8. Move around and get some fresh air
“Sitting for too long can contribute to sluggish digestion. Move around as often as you can. Even if you bring lunch into work, go out and walk around the block. Fresh air supports the metabolism and within that, peristaltic movement (the wave like motion of the gut wall).”
9. Drink in-between meals
“Gulping liquid during meals can dilute the digestive enzymes needed to breakdown the food and can lead to digestive problems.”
10. Keep it light and simple
“According to traditional Chinese medicine, digestion is slower later on in the day so eating less in the evening is a good practice 3-4 nights a week.”
11. Drink a glass of flaxseed juice
“Bloating can be the result of sluggish bowel movements, so if things have been a bit slow (i.e. less than once a day), soak 1 tablespoon of flaxseeds in half a tumbler of water and leave to soak for 30 minutes, then drink the juice and seeds. This usually results in a more enthusiastic trip to the loo the following morning.”
12. Eat according to the climate
“I advise clients to follow traditional practices and eat cold foods during hot weather and warm foods in the colder weather to improve digestion and reduce bloating.”

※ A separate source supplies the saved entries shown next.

use std::sync::Arc;
use std::sync::atomic::{AtomicU64, Ordering};

/// Trait for metrics backends. Implementations can forward to Prometheus,
/// StatsD, or simply log metrics.
pub trait MetricsBackend: Send + Sync {
    fn record_counter(&self, name: &str, value: u64);
    fn record_gauge(&self, name: &str, value: f64);
}

/// Atomic counters for the reconciliation loop and the deletion controls.
pub struct LifecycleMetrics {
    pub ticks: AtomicU64,
    pub evicted_idle: AtomicU64,
    pub pruned_missing: AtomicU64,
    pub pruned_wrong_kind: AtomicU64,
    pub describe_failures: AtomicU64,
    pub delete_failures: AtomicU64,
    pub status_edit_failures: AtomicU64,
    pub manual_deletions: AtomicU64,
    pub rooms_created: AtomicU64,
    backend: Option<Arc<dyn MetricsBackend>>,
}

impl std::fmt::Debug for LifecycleMetrics {
    fn fmt(&self, f: &mut std::fmt::Formatter<'_>) -> std::fmt::Result {
        f.debug_struct("LifecycleMetrics")
            .field("snapshot", &self.snapshot())
            .finish()
    }
}

impl Default for LifecycleMetrics {
    fn default() -> Self {
        Self::new()
    }
}

impl LifecycleMetrics {
    pub fn new() -> Self {
        Self {
            ticks: AtomicU64::new(0),
            evicted_idle: AtomicU64::new(0),
            pruned_missing: AtomicU64::new(0),
            pruned_wrong_kind: AtomicU64::new(0),
            describe_failures: AtomicU64::new(0),
            delete_failures: AtomicU64::new(0),
            status_edit_failures: AtomicU64::new(0),
            manual_deletions: AtomicU64::new(0),
            rooms_created: AtomicU64::new(0),
            backend: None,
        }
    }

    pub fn with_backend(backend: Arc<dyn MetricsBackend>) -> Self {
        Self {
            backend: Some(backend),
            ..Self::new()
        }
    }

    fn bump(&self, counter: &AtomicU64, name: &str, by: u64) {
        if by == 0 {
            return;
        }
        let val = counter.fetch_add(by, Ordering::Relaxed) + by;
        if let Some(backend) = &self.backend {
            backend.record_counter(name, val);
        }
    }

    pub fn record_tick(&self, registered: usize) {
        self.bump(&self.ticks, "roomkeeper.reconcile.ticks", 1);
        if let Some(backend) = &self.backend {
            backend.record_gauge("roomkeeper.registry.rooms", registered as f64);
        }
    }

    pub fn record_evicted_idle(&self, count: u64) {
        self.bump(&self.evicted_idle, "roomkeeper.reconcile.evicted_idle", count);
    }

    pub fn record_pruned_missing(&self, count: u64) {
        self.bump(&self.pruned_missing, "roomkeeper.reconcile.pruned_missing", count);
    }

    pub fn record_pruned_wrong_kind(&self, count: u64) {
        self.bump(
            &self.pruned_wrong_kind,
            "roomkeeper.reconcile.pruned_wrong_kind",
            count,
        );
    }

    pub fn record_describe_failure(&self) {
        self.bump(&self.describe_failures, "roomkeeper.provider.describe_failures", 1);
    }

    pub fn record_delete_failure(&self) {
        self.bump(&self.delete_failures, "roomkeeper.provider.delete_failures", 1);
    }

    pub fn record_status_edit_failure(&self) {
        self.bump(
            &self.status_edit_failures,
            "roomkeeper.surface.status_edit_failures",
            1,
        );
    }

    pub fn record_manual_deletion(&self) {
        self.bump(&self.manual_deletions, "roomkeeper.controls.manual_deletions", 1);
    }

    pub fn record_room_created(&self) {
        self.bump(&self.rooms_created, "roomkeeper.commands.rooms_created", 1);
    }

    /// Get a snapshot of all metrics.
    pub fn snapshot(&self) -> MetricsSnapshot {
        MetricsSnapshot {
            ticks: self.ticks.load(Ordering::Relaxed),
            evicted_idle: self.evicted_idle.load(Ordering::Relaxed),
            pruned_missing: self.pruned_missing.load(Ordering::Relaxed),
            pruned_wrong_kind: self.pruned_wrong_kind.load(Ordering::Relaxed),
            describe_failures: self.describe_failures.load(Ordering::Relaxed),
            delete_failures: self.delete_failures.load(Ordering::Relaxed),
            status_edit_failures: self.status_edit_failures.load(Ordering::Relaxed),
            manual_deletions: self.manual_deletions.load(Ordering::Relaxed),
            rooms_created: self.rooms_created.load(Ordering::Relaxed),
        }
    }
}

/// A point-in-time snapshot of lifecycle metrics.
#[derive(Debug, Clone, Default, PartialEq, Eq, serde::Serialize, serde::Deserialize)]
pub struct MetricsSnapshot {
    pub ticks: u64,
    pub evicted_idle: u64,
    pub pruned_missing: u64,
    pub pruned_wrong_kind: u64,
    pub describe_failures: u64,
    pub delete_failures: u64,
    pub status_edit_failures: u64,
    pub manual_deletions: u64,
    pub rooms_created: u64,
}

/// Logging-based metrics backend. Emits metrics as structured log events.
pub struct LoggingMetricsBackend;

impl MetricsBackend for LoggingMetricsBackend {
    fn record_counter(&self, name: &str, value: u64) {
        tracing::debug!(metric = name, value = value, kind = "counter", "metric");
    }

    fn record_gauge(&self, name: &str, value: f64) {
        tracing::debug!(metric = name, value = value, kind = "gauge", "metric");
    }
}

13. Take a probiotic that doesn’t contain FOS
“Low levels of good gut bacteria can contribute to digestive issues such as bloating, but choose your probiotic supplement carefully. FOS, also known as a prebiotic, feeds bacteria and is often added in beneficial bacteria supplements but this can often leave you feeling more bloated and distended.
“Choose a product without FOS and slowly build in more FOS-rich foods into your diet instead - artichokes, sauerkraut and chicory are good choices. Always look for quality over price and a product that contains multiple strains of bacteria (I use the Wild Nutrition Multi Strain Biotic , £35 in-clinic). Powders can be added into juices and yoghurts which can make them really practical for children too.”
14. Increase your magnesium supply
“Magnesium is a mineral used by the muscles to contract and relax. A large muscle in the body is the digestive tract and if magnesium stores are low (from stress, medication use or low intake from food) this can affect how well the muscle works and can mean that food ‘lingers’ longer in the gut than it should.
“This creates the perfect feeding ground for unwanted bacteria, causing it to become gassier. Get plenty of magnesium from your food in the shape of green leafy vegetables and seeds. You may also want to consider supplementing with a highly bioavailable Magnesium supplement , £16.50.”